## [RECORDS SUPPLIED]

------------------------------------------------------------

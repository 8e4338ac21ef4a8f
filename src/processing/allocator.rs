//! Next free /24 inside a VNet.
//!
//! Greedy linear scan over the third octet; the lowest free candidate wins so
//! repeated runs over the same inputs always pick the same subnet.

use crate::error::{ConvergeError, Result};
use crate::models::{parse_cidr, PrefixSet};

/// Prefix length of every candidate the allocator proposes.
pub const ALLOCATION_MASK: u8 = 24;

/// Find the first `/24` from `start_cidr` up to `max_third_octet` (inclusive)
/// that overlaps nothing in `existing`.
///
/// # Examples
/// ```
/// use azure_hub_spoke::models::PrefixSet;
/// use azure_hub_spoke::processing::find_next_available;
/// let mut used = PrefixSet::new();
/// used.add("a", vec!["10.100.1.0/24".to_string()]);
/// assert_eq!(find_next_available(&used, "10.100.1.0/24", 5).unwrap(), "10.100.2.0/24");
/// ```
pub fn find_next_available(existing: &PrefixSet, start_cidr: &str, max_third_octet: u8) -> Result<String> {
    let start = parse_cidr(start_cidr)?;
    let (_, mask) = start_cidr
        .trim()
        .split_once('/')
        .ok_or_else(|| ConvergeError::validation(start_cidr, "Invalid address/mask"))?;
    if mask != ALLOCATION_MASK.to_string() {
        return Err(ConvergeError::validation(
            start_cidr,
            format!("Subnet search must start from a /{ALLOCATION_MASK}"),
        ));
    }

    let [o0, o1, start_third, _] = start.network().octets();
    log::debug!(
        "Searching {o0}.{o1}.{start_third}.0/24 ..= {o0}.{o1}.{max_third_octet}.0/24 against {existing}"
    );

    for third in start_third..=max_third_octet {
        let candidate = format!("{o0}.{o1}.{third}.0/{ALLOCATION_MASK}");
        let range = parse_cidr(&candidate)?;
        let blockers = existing.blockers(&range);
        if blockers.is_empty() {
            log::info!("Allocated free subnet {candidate}");
            return Ok(candidate);
        }
        log::trace!("{candidate} blocked by {blockers:?}");
    }

    Err(ConvergeError::Exhaustion {
        start: start_cidr.trim().to_string(),
        max_third_octet,
    })
}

------------------------------------------------------------

Write down only the closing run of lines: the one containing "let start = parse_cidr(start_cidr)?;" and every line after it to the end of the entries, exactly.

    let start = parse_cidr(start_cidr)?;
    let (_, mask) = start_cidr
        .trim()
        .split_once('/')
        .ok_or_else(|| ConvergeError::validation(start_cidr, "Invalid address/mask"))?;
    if mask != ALLOCATION_MASK.to_string() {
        return Err(ConvergeError::validation(
            start_cidr,
            format!("Subnet search must start from a /{ALLOCATION_MASK}"),
        ));
    }

    let [o0, o1, start_third, _] = start.network().octets();
    log::debug!(
        "Searching {o0}.{o1}.{start_third}.0/24 ..= {o0}.{o1}.{max_third_octet}.0/24 against {existing}"
    );

    for third in start_third..=max_third_octet {
        let candidate = format!("{o0}.{o1}.{third}.0/{ALLOCATION_MASK}");
        let range = parse_cidr(&candidate)?;
        let blockers = existing.blockers(&range);
        if blockers.is_empty() {
            log::info!("Allocated free subnet {candidate}");
            return Ok(candidate);
        }
        log::trace!("{candidate} blocked by {blockers:?}");
    }

    Err(ConvergeError::Exhaustion {
        start: start_cidr.trim().to_string(),
        max_third_octet,
    })
}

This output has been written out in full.